The Third Balkan Visual Meeting will look at these developments from a visual approach and explore how urban landscapes and everyday life in these cities changed under the new national order, addressing the following issues:

1. The city centre as a showcase of progress and modernity
2. The old çarşı/čaršija between neglect, nostalgia, and reform 
3. Nationalist 'Zeitgeist': Nation and Body in the city
4. From subject to citizen: Gender, body and dress
5. Leisure and holidays
6. Workers and poverty relief
7. Art and Urban Planning
8. The ruler in the city: Progress, Repression, Neglect?

The main focus is on the cities which are under investigation in the ongoing Basel SIBA project: Sarajevo, Istanbul, Belgrade, Ankara, but also other cases are welcome. The SIBA project explores the cities named above through the photographic lens of local press reporters and press reports in large daily newspapers such as 'Politika', 'Vreme', 'Cumhuriyet' and 'Akşam' (see https://nahoststudien.unibas.ch/en/research/siba/). 
Please submit your paper proposal, including name and affiliation, paper title, an abstract of up to 300 words and a short academic bio, to Yorick Tanner (yorick.tanner@unibas.ch) by 20 February 2017. Successful applicants will be notified by 12 March 2017. We plan to publish a selection of papers in an edited volume on the visual history of the Balkans and Anatolia.

Kontakt

Yorick Tanner| Maiengasse 51, CH-4056 Basel |yorick.tanner(at)unibas(dot)ch

[1] Visual Archive Southeastern Europe

The Visual Archive Southeastern Europe collects historical photographic material from this part of Europe and has made it accessible online as a scientific edition. VASE was initiated by SIBA’s partners at the University of Graz: the Department of Southeast European History and Anthropology, and the Austrian Centre for Digital Humanities. It has now been significantly extended through cooperation between the SIBA project based in Basel and these two partner institutions. The redesigned website, now launched as a joint project, will be presented at the University of Basel on 3rd June, 2016, at 4pm. Find the programme here [PDF (1.5 MB)].

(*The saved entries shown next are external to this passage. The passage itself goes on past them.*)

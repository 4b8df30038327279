// Copyright (c) 2025 Soumyadip Sarkar.
// All rights reserved.
//
// This source code is licensed under the license found in the
// LICENSE file in the root directory of this source tree.

use clap::{Arg, ArgAction, Command, value_parser};

fn json_args() -> [Arg; 2] {
    [
        Arg::new("json")
            .long("json")
            .action(ArgAction::SetTrue)
            .conflicts_with("jsonl")
            .help("Print as pretty JSON"),
        Arg::new("jsonl")
            .long("jsonl")
            .action(ArgAction::SetTrue)
            .help("Print one JSON object per line"),
    ]
}

fn list_cmd() -> Command {
    Command::new("list")
        .about("List records, newest first")
        .arg(
            Arg::new("page")
                .long("page")
                .value_parser(value_parser!(u32))
                .default_value("1"),
        )
        .arg(
            Arg::new("limit")
                .long("limit")
                .value_parser(value_parser!(u32))
                .default_value("20"),
        )
        .arg(
            Arg::new("search")
                .long("search")
                .short('s')
                .help("Case-insensitive substring match"),
        )
        .arg(Arg::new("sort").long("sort").help("Sort column"))
        .arg(
            Arg::new("order")
                .long("order")
                .value_parser(["asc", "desc"])
                .default_value("desc"),
        )
        .args(json_args())
}

/// `list` for records that can be soft-deleted.
fn scoped_list_cmd() -> Command {
    list_cmd()
        .arg(
            Arg::new("deleted")
                .long("deleted")
                .action(ArgAction::SetTrue)
                .conflicts_with("all")
                .help("Only soft-deleted records"),
        )
        .arg(
            Arg::new("all")
                .long("all")
                .action(ArgAction::SetTrue)
                .help("Include soft-deleted records"),
        )
}

fn id_cmd(name: &'static str, about: &'static str) -> Command {
    Command::new(name).about(about).arg(
        Arg::new("id")
            .required(true)
            .value_parser(value_parser!(i64)),
    )
}

/// list / rm / restore / purge, shared by every record type.
fn with_record_ops(cmd: Command) -> Command {
    cmd.subcommand(scoped_list_cmd())
        .subcommand(id_cmd("rm", "Soft-delete a record"))
        .subcommand(id_cmd("restore", "Restore a soft-deleted record"))
        .subcommand(id_cmd("purge", "Delete a record permanently"))
}

fn with_id(cmd: Command) -> Command {
    cmd.arg(
        Arg::new("id")
            .required(true)
            .value_parser(value_parser!(i64)),
    )
}

fn date_arg(required: bool) -> Arg {
    Arg::new("date")
        .long("date")
        .required(required)
        .help("YYYY-MM-DD (defaults to today)")
}

fn note_arg() -> Arg {
    Arg::new("note").long("note")
}

fn account_fields(cmd: Command) -> Command {
    cmd.arg(Arg::new("name").long("name").required(true))
        .arg(
            Arg::new("type")
                .long("type")
                .required(true)
                .value_parser(["asset", "liability", "equity", "revenue", "expense"]),
        )
        .arg(
            Arg::new("currency")
                .long("currency")
                .help("Defaults to the base currency"),
        )
        .arg(
            Arg::new("cash")
                .long("cash")
                .action(ArgAction::SetTrue)
                .help("Count toward the cash-flow report"),
        )
        .arg(
            Arg::new("inactive")
                .long("inactive")
                .action(ArgAction::SetTrue),
        )
}

fn contact_fields(cmd: Command) -> Command {
    cmd.arg(Arg::new("name").long("name").required(true))
        .arg(
            Arg::new("kind")
                .long("kind")
                .required(true)
                .value_parser(["customer", "supplier"]),
        )
        .arg(Arg::new("email").long("email"))
        .arg(Arg::new("phone").long("phone"))
}

fn product_fields(cmd: Command) -> Command {
    cmd.arg(Arg::new("sku").long("sku").required(true))
        .arg(Arg::new("name").long("name").required(true))
        .arg(Arg::new("price").long("price").default_value("0"))
}

fn sale_fields(cmd: Command) -> Command {
    cmd.arg(date_arg(false))
        .arg(
            Arg::new("customer")
                .long("customer")
                .value_parser(value_parser!(i64))
                .help("Customer contact id"),
        )
        .arg(Arg::new("product").long("product").help("Product SKU"))
        .arg(Arg::new("quantity").long("qty").default_value("1"))
        .arg(
            Arg::new("amount")
                .long("amount")
                .help("Defaults to unit price x quantity"),
        )
        .arg(
            Arg::new("credit")
                .long("credit")
                .action(ArgAction::SetTrue)
                .help("Unpaid: post to Accounts Receivable"),
        )
        .arg(note_arg())
}

fn purchase_fields(cmd: Command) -> Command {
    cmd.arg(date_arg(false))
        .arg(
            Arg::new("supplier")
                .long("supplier")
                .value_parser(value_parser!(i64))
                .help("Supplier contact id"),
        )
        .arg(Arg::new("product").long("product").help("Product SKU"))
        .arg(Arg::new("quantity").long("qty").default_value("1"))
        .arg(Arg::new("amount").long("amount").required(true))
        .arg(
            Arg::new("credit")
                .long("credit")
                .action(ArgAction::SetTrue)
                .help("Unpaid: post to Accounts Payable"),
        )
        .arg(note_arg())
}

fn expense_fields(cmd: Command) -> Command {
    cmd.arg(date_arg(false))
        .arg(
            Arg::new("account")
                .long("account")
                .default_value("Operating Expenses"),
        )
        .arg(Arg::new("payee").long("payee").required(true))
        .arg(Arg::new("amount").long("amount").required(true))
        .arg(note_arg())
}

fn income_fields(cmd: Command) -> Command {
    cmd.arg(date_arg(false))
        .arg(
            Arg::new("account")
                .long("account")
                .default_value("Other Income"),
        )
        .arg(Arg::new("source").long("source").required(true))
        .arg(Arg::new("amount").long("amount").required(true))
        .arg(note_arg())
}

fn lead_fields(cmd: Command) -> Command {
    cmd.arg(Arg::new("name").long("name").required(true))
        .arg(Arg::new("email").long("email"))
        .arg(Arg::new("company").long("company"))
        .arg(
            Arg::new("status")
                .long("status")
                .value_parser(["new", "contacted", "qualified", "lost"])
                .default_value("new"),
        )
}

fn range_args(cmd: Command) -> Command {
    cmd.arg(Arg::new("from").long("from").help("YYYY-MM-DD, inclusive"))
        .arg(Arg::new("to").long("to").help("YYYY-MM-DD, inclusive"))
        .args(json_args())
}

fn as_of_args(cmd: Command) -> Command {
    cmd.arg(Arg::new("as_of").long("as-of").help("YYYY-MM-DD, inclusive"))
        .args(json_args())
}

pub fn build_cli() -> Command {
    Command::new("tillbook")
        .about("Double-entry bookkeeping for small businesses")
        .version(env!("CARGO_PKG_VERSION"))
        .arg(
            Arg::new("db")
                .long("db")
                .global(true)
                .env("TILLBOOK_DB")
                .help("Database file (defaults to the platform data dir)"),
        )
        .arg(
            Arg::new("verbose")
                .short('v')
                .long("verbose")
                .global(true)
                .action(ArgAction::Count),
        )
        .subcommand(Command::new("init").about("Create the database and chart of accounts"))
        .subcommand(
            Command::new("settings")
                .about("Book settings")
                .subcommand(Command::new("show"))
                .subcommand(
                    Command::new("set-currency")
                        .arg(Arg::new("currency").required(true)),
                )
                .subcommand(Command::new("set-company").arg(Arg::new("name").required(true))),
        )
        .subcommand(with_record_ops(
            Command::new("account")
                .about("Chart of accounts")
                .subcommand(account_fields(Command::new("add")))
                .subcommand(account_fields(with_id(Command::new("update")))),
        ))
        .subcommand(with_record_ops(
            Command::new("contact")
                .about("Customers and suppliers")
                .subcommand(contact_fields(Command::new("add")))
                .subcommand(contact_fields(with_id(Command::new("update")))),
        ))
        .subcommand(with_record_ops(
            Command::new("product")
                .about("Products and stock")
                .subcommand(product_fields(Command::new("add")))
                .subcommand(product_fields(with_id(Command::new("update")))),
        ))
        .subcommand(with_record_ops(
            Command::new("sale")
                .about("Sales")
                .subcommand(sale_fields(Command::new("add")))
                .subcommand(sale_fields(with_id(Command::new("update"))))
                .subcommand(id_cmd("show", "Show a sale and its journal rows")),
        ))
        .subcommand(with_record_ops(
            Command::new("purchase")
                .about("Purchases")
                .subcommand(purchase_fields(Command::new("add")))
                .subcommand(purchase_fields(with_id(Command::new("update"))))
                .subcommand(id_cmd("show", "Show a purchase and its journal rows")),
        ))
        .subcommand(with_record_ops(
            Command::new("expense")
                .about("Expenses paid from cash")
                .subcommand(expense_fields(Command::new("add")))
                .subcommand(expense_fields(with_id(Command::new("update"))))
                .subcommand(id_cmd("show", "Show an expense and its journal rows")),
        ))
        .subcommand(with_record_ops(
            Command::new("income")
                .about("Other income received in cash")
                .subcommand(income_fields(Command::new("add")))
                .subcommand(income_fields(with_id(Command::new("update"))))
                .subcommand(id_cmd("show", "Show an income and its journal rows")),
        ))
        .subcommand(
            Command::new("journal")
                .about("General journal")
                .subcommand(
                    Command::new("post")
                        .about("Post a balanced compound entry")
                        .arg(date_arg(false))
                        .arg(Arg::new("description").long("description").required(true))
                        .arg(
                            Arg::new("debit")
                                .long("debit")
                                .action(ArgAction::Append)
                                .required(true)
                                .help("ACCOUNT=AMOUNT, repeatable"),
                        )
                        .arg(
                            Arg::new("credit")
                                .long("credit")
                                .action(ArgAction::Append)
                                .required(true)
                                .help("ACCOUNT=AMOUNT, repeatable"),
                        ),
                )
                .subcommand(
                    list_cmd()
                        .arg(Arg::new("from").long("from"))
                        .arg(Arg::new("to").long("to"))
                        .arg(Arg::new("account").long("account")),
                )
                .subcommand(id_cmd("void", "Remove a manual entry group by reference id")),
        )
        .subcommand(
            Command::new("report")
                .about("Ledger reports")
                .subcommand(as_of_args(Command::new("trial-balance")))
                .subcommand(range_args(Command::new("pnl").about("Profit and loss")))
                .subcommand(as_of_args(Command::new("balance-sheet")))
                .subcommand(range_args(Command::new("cash-flow")))
                .subcommand(range_args(
                    Command::new("statement")
                        .about("Entries and running balance of one account")
                        .arg(Arg::new("account").long("account").required(true)),
                )),
        )
        .subcommand(with_record_ops(
            Command::new("lead")
                .about("Sales leads")
                .subcommand(lead_fields(Command::new("add")))
                .subcommand(lead_fields(with_id(Command::new("update"))))
                .subcommand(id_cmd("convert", "Convert a lead into a customer")),
        ))
        .subcommand(Command::new("doctor").about("Check ledger consistency"))
}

Users can expect a carefully composed and edited scientific database comprising several thousand photographs. It holds photographs, postcards, posters and film stills from Albania, Bosnia and Herzegovina, Bulgaria, Austria, Romania, Serbia and Turkey. The largest collection stems from the research project, ‘Visualizing Family, Gender Relations and the Body. The Balkans approx. 1860-1950’, conducted in Graz between 2010 and 2014 under the direction of Karl Kaser by Barbara Derler, Ana Djordjević and Anelia Kasabova. Its focus is on early Bosnian, Bulgarian and Serbian studio photography, as well as postcards. With its relaunch as a joint project between Graz and Basel, the database has gained exciting and hitherto scarcely known photographic material from the SIBA project in Basel. This collection edited by Nataša Mišković, Joël László, Milanka Matić, Mehmed A. Akšamija, Cengiz Kahraman, Kristina Ilić and Yorick Tanner gives an insight into press photography in interwar Yugoslavia and Turkey. The work of Bosnian photographer Alija M Akšamija, who took pictures of random pedestrians in and around Sarajevo at the end of the 1930s, is a special gem.
The database is being extended continually. By the end of 2016, images, posters and film stills collected by Karl Kaser as part of his research on Balkan cinema will be uploaded. In addition, a selection of photographs from the archive of Josip Broz Tito is being prepared in cooperation with the Museum of Yugoslav History in Belgrade.

Next to precise image descriptions and comments, the edition, published in English, comprises a glossary allowing cross-references between the featured cities and languages. It also includes subject indexing based on the international Outline of Cultural Materials (OCM), short biographies of the photographers and a full-text search function.